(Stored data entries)
——————————
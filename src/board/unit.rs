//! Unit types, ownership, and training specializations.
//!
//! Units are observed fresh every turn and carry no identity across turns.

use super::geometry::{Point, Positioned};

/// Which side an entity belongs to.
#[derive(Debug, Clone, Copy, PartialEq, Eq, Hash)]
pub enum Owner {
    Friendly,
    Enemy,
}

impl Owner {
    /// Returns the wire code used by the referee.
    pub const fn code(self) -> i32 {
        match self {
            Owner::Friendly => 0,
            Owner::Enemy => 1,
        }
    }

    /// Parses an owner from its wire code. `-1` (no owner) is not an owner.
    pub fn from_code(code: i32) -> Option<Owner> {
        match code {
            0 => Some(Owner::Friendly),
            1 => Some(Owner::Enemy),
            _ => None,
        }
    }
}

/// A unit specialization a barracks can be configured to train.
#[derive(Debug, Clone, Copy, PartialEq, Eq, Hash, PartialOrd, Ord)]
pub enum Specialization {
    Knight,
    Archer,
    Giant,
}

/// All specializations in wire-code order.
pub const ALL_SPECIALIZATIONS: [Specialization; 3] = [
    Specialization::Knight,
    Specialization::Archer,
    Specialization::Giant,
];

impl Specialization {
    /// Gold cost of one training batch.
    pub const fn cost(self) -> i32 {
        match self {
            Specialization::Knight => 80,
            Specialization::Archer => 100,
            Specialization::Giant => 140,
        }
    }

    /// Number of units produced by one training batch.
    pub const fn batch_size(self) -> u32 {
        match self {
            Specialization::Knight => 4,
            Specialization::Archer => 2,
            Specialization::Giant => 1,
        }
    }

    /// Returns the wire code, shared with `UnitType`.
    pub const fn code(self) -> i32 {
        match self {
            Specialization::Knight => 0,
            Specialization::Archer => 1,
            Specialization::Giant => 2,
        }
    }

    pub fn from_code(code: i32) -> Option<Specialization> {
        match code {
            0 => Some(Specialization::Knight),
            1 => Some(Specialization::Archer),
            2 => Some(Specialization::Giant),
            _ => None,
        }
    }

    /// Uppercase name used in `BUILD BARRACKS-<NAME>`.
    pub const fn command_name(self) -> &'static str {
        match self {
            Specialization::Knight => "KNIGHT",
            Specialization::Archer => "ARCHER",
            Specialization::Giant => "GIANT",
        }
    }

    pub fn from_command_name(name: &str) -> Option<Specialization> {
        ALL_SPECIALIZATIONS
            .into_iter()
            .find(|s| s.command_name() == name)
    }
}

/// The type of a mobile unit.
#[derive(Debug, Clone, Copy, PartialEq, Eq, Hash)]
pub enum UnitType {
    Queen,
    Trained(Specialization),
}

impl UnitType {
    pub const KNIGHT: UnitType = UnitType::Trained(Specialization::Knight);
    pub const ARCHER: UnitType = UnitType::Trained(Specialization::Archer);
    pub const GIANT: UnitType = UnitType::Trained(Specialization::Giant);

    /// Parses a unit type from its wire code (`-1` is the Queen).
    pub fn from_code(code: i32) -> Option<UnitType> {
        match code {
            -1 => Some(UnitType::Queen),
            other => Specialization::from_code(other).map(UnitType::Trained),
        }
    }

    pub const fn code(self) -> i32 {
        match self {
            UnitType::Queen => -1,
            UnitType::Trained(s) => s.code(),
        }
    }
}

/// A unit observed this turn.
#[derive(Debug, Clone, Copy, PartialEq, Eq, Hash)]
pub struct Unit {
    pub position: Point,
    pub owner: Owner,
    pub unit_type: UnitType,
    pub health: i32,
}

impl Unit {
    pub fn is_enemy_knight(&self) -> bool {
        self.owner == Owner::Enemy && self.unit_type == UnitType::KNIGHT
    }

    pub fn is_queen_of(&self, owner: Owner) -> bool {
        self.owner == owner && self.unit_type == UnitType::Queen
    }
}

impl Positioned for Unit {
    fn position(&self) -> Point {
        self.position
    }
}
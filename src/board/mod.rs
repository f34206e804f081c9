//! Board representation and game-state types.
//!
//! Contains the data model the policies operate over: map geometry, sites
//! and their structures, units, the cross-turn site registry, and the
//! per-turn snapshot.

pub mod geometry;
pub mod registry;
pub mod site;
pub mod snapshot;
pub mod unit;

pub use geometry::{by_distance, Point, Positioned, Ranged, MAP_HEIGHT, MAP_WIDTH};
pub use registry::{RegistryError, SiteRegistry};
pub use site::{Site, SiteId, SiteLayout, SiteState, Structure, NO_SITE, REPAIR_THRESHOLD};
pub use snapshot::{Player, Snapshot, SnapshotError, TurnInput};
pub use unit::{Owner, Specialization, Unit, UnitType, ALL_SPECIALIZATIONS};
——————————
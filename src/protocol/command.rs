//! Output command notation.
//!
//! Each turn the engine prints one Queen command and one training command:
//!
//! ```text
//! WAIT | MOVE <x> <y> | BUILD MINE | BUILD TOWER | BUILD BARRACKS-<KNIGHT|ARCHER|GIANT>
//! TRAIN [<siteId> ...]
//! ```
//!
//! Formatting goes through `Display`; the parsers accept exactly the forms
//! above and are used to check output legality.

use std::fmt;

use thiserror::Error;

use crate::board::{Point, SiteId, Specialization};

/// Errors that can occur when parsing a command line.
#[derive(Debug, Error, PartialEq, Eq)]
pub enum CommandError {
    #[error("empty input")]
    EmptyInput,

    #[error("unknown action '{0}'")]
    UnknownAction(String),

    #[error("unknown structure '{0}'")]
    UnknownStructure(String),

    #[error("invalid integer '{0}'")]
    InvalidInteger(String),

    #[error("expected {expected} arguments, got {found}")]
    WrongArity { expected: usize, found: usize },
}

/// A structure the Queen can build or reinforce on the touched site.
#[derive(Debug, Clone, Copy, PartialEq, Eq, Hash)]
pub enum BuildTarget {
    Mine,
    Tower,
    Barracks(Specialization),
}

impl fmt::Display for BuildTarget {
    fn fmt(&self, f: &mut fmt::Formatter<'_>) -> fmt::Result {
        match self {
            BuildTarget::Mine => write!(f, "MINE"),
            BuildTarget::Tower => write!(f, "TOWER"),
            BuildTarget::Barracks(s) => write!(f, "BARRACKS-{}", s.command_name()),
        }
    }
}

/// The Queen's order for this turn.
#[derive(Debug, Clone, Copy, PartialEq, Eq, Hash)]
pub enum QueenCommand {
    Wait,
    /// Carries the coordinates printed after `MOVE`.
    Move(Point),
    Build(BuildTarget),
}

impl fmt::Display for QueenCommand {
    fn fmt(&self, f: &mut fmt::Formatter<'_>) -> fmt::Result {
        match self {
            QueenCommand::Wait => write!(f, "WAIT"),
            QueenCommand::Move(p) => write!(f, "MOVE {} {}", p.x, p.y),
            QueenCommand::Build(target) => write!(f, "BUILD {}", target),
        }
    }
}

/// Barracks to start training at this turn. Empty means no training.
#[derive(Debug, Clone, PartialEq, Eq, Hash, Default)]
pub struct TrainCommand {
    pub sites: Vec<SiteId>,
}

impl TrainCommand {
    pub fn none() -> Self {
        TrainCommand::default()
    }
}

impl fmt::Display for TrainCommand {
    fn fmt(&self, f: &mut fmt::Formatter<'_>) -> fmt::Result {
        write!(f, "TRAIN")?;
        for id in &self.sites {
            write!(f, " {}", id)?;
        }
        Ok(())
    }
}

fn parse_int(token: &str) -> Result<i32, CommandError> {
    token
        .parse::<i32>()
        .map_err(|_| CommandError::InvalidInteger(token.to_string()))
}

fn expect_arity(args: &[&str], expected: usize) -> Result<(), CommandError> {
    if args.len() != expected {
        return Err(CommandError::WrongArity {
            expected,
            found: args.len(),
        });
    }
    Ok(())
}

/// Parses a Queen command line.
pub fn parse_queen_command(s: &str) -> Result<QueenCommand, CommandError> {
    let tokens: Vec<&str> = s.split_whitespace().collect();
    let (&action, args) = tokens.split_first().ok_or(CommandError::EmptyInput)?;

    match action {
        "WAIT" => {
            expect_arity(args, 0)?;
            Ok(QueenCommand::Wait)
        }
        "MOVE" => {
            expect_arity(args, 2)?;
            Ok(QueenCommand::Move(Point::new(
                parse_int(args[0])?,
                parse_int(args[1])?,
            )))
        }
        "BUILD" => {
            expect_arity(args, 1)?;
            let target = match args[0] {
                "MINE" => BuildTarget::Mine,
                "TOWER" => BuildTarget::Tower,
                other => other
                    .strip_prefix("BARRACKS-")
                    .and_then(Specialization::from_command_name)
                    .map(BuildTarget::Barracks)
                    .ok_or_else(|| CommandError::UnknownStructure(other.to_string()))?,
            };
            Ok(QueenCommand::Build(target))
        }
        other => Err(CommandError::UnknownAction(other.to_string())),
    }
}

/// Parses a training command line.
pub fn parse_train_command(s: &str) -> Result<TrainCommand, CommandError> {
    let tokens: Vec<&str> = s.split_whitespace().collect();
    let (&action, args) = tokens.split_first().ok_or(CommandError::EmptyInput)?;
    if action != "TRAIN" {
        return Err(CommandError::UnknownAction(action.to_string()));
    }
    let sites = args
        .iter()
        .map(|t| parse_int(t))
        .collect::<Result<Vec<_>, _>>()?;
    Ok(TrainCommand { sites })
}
——————————
From the entries above, copy each line holding "Returns".

    /// Returns the wire code used by the referee.
    /// Returns the wire code, shared with `UnitType`.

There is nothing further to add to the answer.